インド映画にしては口説くなく単純明快なストーリー展開だった。今まで観たインド映画の中では手作りな感じ。制作は2018年で日本公開は2018年に『世界はリズムで満ちている』というタイトルで公開された後に2022年に『響け!情熱のムリダンガム』というタイトルで上映された。何でも映画業界未経験の個人がクラウドファンディングを経て再公開に至ったらしい。正に情熱の塊!
この映画で扱われているカルナータカ音楽はインドの伝統音楽であるが宮廷音楽として栄え継承されている非常に慎ましい音楽である。そして映画の中でもインドの差別階級であるカースト制度や英国支配などが色濃く反映されている。
どことなく楽器職人と演奏者という関係をカーストに置換しているような気もしたが穿った見方だろうか…。

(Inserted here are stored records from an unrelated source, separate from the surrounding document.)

//! The closed catalogue of field kinds.

use crate::field::FieldMetaData;
use crate::value::{FieldValue, SummaryType};
use chrono::{DateTime, Utc};
use modelmeta_types::{FieldId, Language, LocalizedText, TypeRef};
use serde::{Deserialize, Serialize};
use std::collections::BTreeMap;
use url::Url;

/// Which indexing transitions the builder offers for a kind.
#[derive(Debug, Clone, Copy, PartialEq, Eq, Hash, Serialize, Deserialize)]
#[serde(rename_all = "snake_case")]
pub enum IndexingFamily {
    /// Always stored; indexing is optional and never tokenized.
    AlwaysStored,
    /// Stored, indexed and tokenized are all free choices.
    General,
    /// Tokenization is never applied.
    NotTokenizable,
    /// Tokenization is applied whenever the field is indexed.
    AlwaysTokenized,
    /// Compound fields are never indexed.
    Compound,
}

impl IndexingFamily {
    /// Returns true if `config` could have been produced by the builder for
    /// a kind of this family.
    #[must_use]
    pub fn permits(self, config: &crate::SearchIndexingConfig) -> bool {
        let boost_ok = config.indexed || !config.is_boosted();
        let tokenized_ok = match self {
            Self::General => config.indexed || !config.tokenized,
            Self::AlwaysTokenized => config.tokenized == config.indexed,
            Self::AlwaysStored | Self::NotTokenizable | Self::Compound => !config.tokenized,
        };
        let stored_ok = !matches!(self, Self::AlwaysStored) || config.stored;
        let indexed_ok = !matches!(self, Self::Compound) || !config.indexed;
        boost_ok && tokenized_ok && stored_ok && indexed_ok
    }
}

/// A summary type together with its language-dependence flag.
#[derive(Debug, Clone, Copy, PartialEq, Eq, Hash)]
pub struct SummaryTypeRef {
    pub summary_type: TypeRef,
    pub language_dependent: bool,
}

impl SummaryTypeRef {
    #[must_use]
    pub fn of<S: SummaryType>() -> Self {
        Self {
            summary_type: TypeRef::of::<S>(),
            language_dependent: S::LANGUAGE_DEPENDENT,
        }
    }
}

/// Base type of a polymorphic field and the data type used for each
/// concrete model object subtype.
#[derive(Debug, Clone, PartialEq, Eq)]
pub struct PolymorphicType {
    pub base: TypeRef,
    subtypes: Vec<(TypeRef, TypeRef)>,
}

impl PolymorphicType {
    #[must_use]
    pub fn new(base: TypeRef) -> Self {
        Self {
            base,
            subtypes: Vec::new(),
        }
    }

    /// Registers the data type used for `subtype`, replacing an earlier entry.
    pub(crate) fn insert(&mut self, subtype: TypeRef, data_type: TypeRef) {
        match self.subtypes.iter_mut().find(|(s, _)| *s == subtype) {
            Some(entry) => entry.1 = data_type,
            None => self.subtypes.push((subtype, data_type)),
        }
    }

    /// Data type used when `subtype` is in play, or the base type.
    #[must_use]
    pub fn data_type_for(&self, subtype: TypeRef) -> TypeRef {
        self.subtypes
            .iter()
            .find(|(s, _)| *s == subtype)
            .map_or(self.base, |(_, d)| *d)
    }

    /// Registered `(subtype, data type)` pairs in registration order.
    pub fn subtypes(&self) -> impl Iterator<Item = (TypeRef, TypeRef)> + '_ {
        self.subtypes.iter().copied()
    }

    fn admits(&self, value_type: TypeRef) -> bool {
        value_type == self.base || self.subtypes.iter().any(|(_, d)| *d == value_type)
    }
}

/// The object type and child fields of a dependent object group.
#[derive(Debug, Clone, PartialEq)]
pub struct DependentObjects {
    pub object_type: TypeRef,
    pub fields: BTreeMap<FieldId, FieldMetaData>,
}

/// Kind of a field, with the payload each kind needs.
#[derive(Debug, Clone, PartialEq)]
pub enum FieldKind {
    String,
    Integer,
    Long,
    Float,
    Double,
    Boolean,
    Date,
    Oid { oid_type: TypeRef },
    Path { path_type: TypeRef },
    Url,
    /// Reference to a runtime type by name.
    TypeReference,
    Enum { enum_type: TypeRef },
    Language,
    LocalizedTextSet,
    Summary(SummaryTypeRef),
    Collection { component: TypeRef },
    Map { key: TypeRef, value: TypeRef },
    Range { bound: TypeRef },
    Polymorphic(PolymorphicType),
    DependentObjectGroup(DependentObjects),
}

/// Payload-free discriminant of a [`FieldKind`]. Owns the stable name and
/// the indexing family of each kind, so records that only carry the name
/// resolve to the same family as the live kind.
#[derive(Debug, Clone, Copy, PartialEq, Eq, Hash)]
pub enum KindTag {
    String,
    Integer,
    Long,
    Float,
    Double,
    Boolean,
    Date,
    Oid,
    Path,
    Url,
    TypeReference,
    Enum,
    Language,
    LocalizedTextSet,
    Summary,
    Collection,
    Map,
    Range,
    Polymorphic,
    DependentObjectGroup,
}

impl KindTag {
    pub const ALL: [Self; 20] = [
        Self::String,
        Self::Integer,
        Self::Long,
        Self::Float,
        Self::Double,
        Self::Boolean,
        Self::Date,
        Self::Oid,
        Self::Path,
        Self::Url,
        Self::TypeReference,
        Self::Enum,
        Self::Language,
        Self::LocalizedTextSet,
        Self::Summary,
        Self::Collection,
        Self::Map,
        Self::Range,
        Self::Polymorphic,
        Self::DependentObjectGroup,
    ];

    /// Stable lowercase name of the kind.
    #[must_use]
    pub const fn name(self) -> &'static str {
        match self {
            Self::String => "string",
            Self::Integer => "integer",
            Self::Long => "long",
            Self::Float => "float",
            Self::Double => "double",
            Self::Boolean => "boolean",
            Self::Date => "date",
            Self::Oid => "oid",
            Self::Path => "path",
            Self::Url => "url",
            Self::TypeReference => "type_reference",
            Self::Enum => "enum",
            Self::Language => "language",
            Self::LocalizedTextSet => "localized_text_set",
            Self::Summary => "summary",
            Self::Collection => "collection",
            Self::Map => "map",
            Self::Range => "range",
            Self::Polymorphic => "polymorphic",
            Self::DependentObjectGroup => "dependent_object_group",
        }
    }

    #[must_use]
    pub const fn indexing_family(self) -> IndexingFamily {
        match self {
            Self::Oid => IndexingFamily::AlwaysStored,
            Self::String | Self::Collection | Self::Map | Self::Polymorphic => {
                IndexingFamily::General
            }
            Self::Integer
            | Self::Long
            | Self::Float
            | Self::Double
            | Self::Boolean
            | Self::Date
            | Self::Enum
            | Self::Language
            | Self::Path
            | Self::Url
            | Self::Range => IndexingFamily::NotTokenizable,
            Self::TypeReference | Self::Summary | Self::LocalizedTextSet => {
                IndexingFamily::AlwaysTokenized
            }
            Self::DependentObjectGroup => IndexingFamily::Compound,
        }
    }

    /// Looks a kind up by its [`name`](Self::name).
    #[must_use]
    pub fn from_name(name: &str) -> Option<Self> {
        Self::ALL.into_iter().find(|tag| tag.name() == name)
    }
}

impl FieldKind {
    #[must_use]
    pub const fn tag(&self) -> KindTag {
        match self {
            Self::String => KindTag::String,
            Self::Integer => KindTag::Integer,
            Self::Long => KindTag::Long,
            Self::Float => KindTag::Float,
            Self::Double => KindTag::Double,
            Self::Boolean => KindTag::Boolean,
            Self::Date => KindTag::Date,
            Self::Oid { .. } => KindTag::Oid,
            Self::Path { .. } => KindTag::Path,
            Self::Url => KindTag::Url,
            Self::TypeReference => KindTag::TypeReference,
            Self::Enum { .. } => KindTag::Enum,
            Self::Language => KindTag::Language,
            Self::LocalizedTextSet => KindTag::LocalizedTextSet,
            Self::Summary(_) => KindTag::Summary,
            Self::Collection { .. } => KindTag::Collection,
            Self::Map { .. } => KindTag::Map,
            Self::Range { .. } => KindTag::Range,
            Self::Polymorphic(_) => KindTag::Polymorphic,
            Self::DependentObjectGroup(_) => KindTag::DependentObjectGroup,
        }
    }

    /// Stable lowercase name of the kind.
    #[must_use]
    pub const fn name(&self) -> &'static str {
        self.tag().name()
    }

    #[must_use]
    pub const fn indexing_family(&self) -> IndexingFamily {
        self.tag().indexing_family()
    }

    /// The data type a descriptor of this kind records.
    #[must_use]
    pub fn data_type(&self) -> TypeRef {
        match self {
            Self::String => TypeRef::of::<String>(),
            Self::Integer => TypeRef::of::<i32>(),
            Self::Long => TypeRef::of::<i64>(),
            Self::Float => TypeRef::of::<f32>(),
            Self::Double => TypeRef::of::<f64>(),
            Self::Boolean => TypeRef::of::<bool>(),
            Self::Date => TypeRef::of::<DateTime<Utc>>(),
            Self::Oid { oid_type } => *oid_type,
            Self::Path { path_type } => *path_type,
            Self::Url => TypeRef::of::<Url>(),
            Self::TypeReference => TypeRef::of::<TypeRef>(),
            Self::Enum { enum_type } => *enum_type,
            Self::Language => TypeRef::of::<Language>(),
            Self::LocalizedTextSet => TypeRef::of::<LocalizedText>(),
            Self::Summary(summary) => summary.summary_type,
            Self::Collection { component } => *component,
            Self::Map { value, .. } => *value,
            Self::Range { bound } => *bound,
            Self::Polymorphic(poly) => poly.base,
            Self::DependentObjectGroup(group) => group.object_type,
        }
    }

    #[must_use]
    pub const fn is_compound(&self) -> bool {
        matches!(self, Self::DependentObjectGroup(_))
    }

    /// Localized text sets always are; summaries are when their payload type says so.
    #[must_use]
    pub const fn is_language_dependent(&self) -> bool {
        match self {
            Self::LocalizedTextSet => true,
            Self::Summary(summary) => summary.language_dependent,
            _ => false,
        }
    }

    #[must_use]
    pub const fn has_multiple_dimensions(&self) -> bool {
        matches!(self, Self::Map { .. }) || self.is_language_dependent()
    }

    #[must_use]
    pub const fn has_multiple_values(&self) -> bool {
        matches!(self, Self::Collection { .. } | Self::Summary(_))
    }

    /// Leaf acceptance check. Returns `None` for compound kinds, which have
    /// no value of their own.
    pub(crate) fn accepts_leaf(&self, value: &FieldValue) -> Option<bool> {
        let accepted = match (self, value) {
            // Anything with a canonical text form can be stored as a string.
            (
                Self::String,
                FieldValue::String(_)
                | FieldValue::Oid(_)
                | FieldValue::Path(_)
                | FieldValue::Enum(_)
                | FieldValue::Url(_)
                | FieldValue::Language(_)
                | FieldValue::TypeReference(_),
            )
            | (Self::Integer, FieldValue::Integer(_))
            | (Self::Long, FieldValue::Long(_))
            | (Self::Float, FieldValue::Float(_))
            | (Self::Double, FieldValue::Double(_))
            | (Self::Boolean, FieldValue::Boolean(_))
            | (Self::Date, FieldValue::Date(_))
            | (Self::Url, FieldValue::Url(_))
            | (Self::TypeReference, FieldValue::TypeReference(_))
            | (Self::Language, FieldValue::Language(_))
            | (Self::LocalizedTextSet, FieldValue::LocalizedTextSet(_)) => true,
            (Self::Oid { oid_type }, FieldValue::Oid(v)) => v.oid_type == *oid_type,
            (Self::Path { path_type }, FieldValue::Path(v)) => v.path_type == *path_type,
            (Self::Enum { enum_type }, FieldValue::Enum(v)) => v.enum_type == *enum_type,
            (Self::Summary(summary), FieldValue::Summary(v)) => {
                v.summary_type == summary.summary_type
            }
            (Self::Collection { component }, FieldValue::Collection(items)) => {
                items.iter().all(|item| item.type_ref() == *component)
            }
            (Self::Map { key, value }, FieldValue::Map(entries)) => entries
                .iter()
                .all(|(k, v)| k.type_ref() == *key && v.type_ref() == *value),
            (Self::Range { bound }, FieldValue::Range(range)) => {
                range.lower.type_ref() == *bound && range.upper.type_ref() == *bound
            }
            (Self::Polymorphic(poly), value) => poly.admits(value.type_ref()),
            (Self::DependentObjectGroup(_), _) => return None,
            _ => false,
        };
        Some(accepted)
    }
}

そんな映画なので劇中にも金言が溢れていた。中でもムリダンガム作りの職人である主人公の父親がムリダンガム作りに際し
「(ムリダンガムを作ることは)普通の仕事じゃない。生命だ。枯木や動物の皮を生命ある楽器に変える。この仕事には謙虚さと忍耐が必要だ。」
と発した言葉はムリダンガムに限らず全ての楽器に共通する楽器作り職人の哲学でもあると感じたし
「世界はリズム=ビート、世界はリズムにあふれてる」
という台詞には音楽の3代要素であるリズムに焦点を当てたこの映画にとって非常に重要な意味を持つ。何故ならこれはカルナータカ音楽が歌に重きを置いた音楽であり、それまで軽んじられていたムリダンガム奏者にスポットを当てたという意味でもあるから。その1拍子(1拍)に込められた奏者魂の響きは作り手の響きでもあるのだ。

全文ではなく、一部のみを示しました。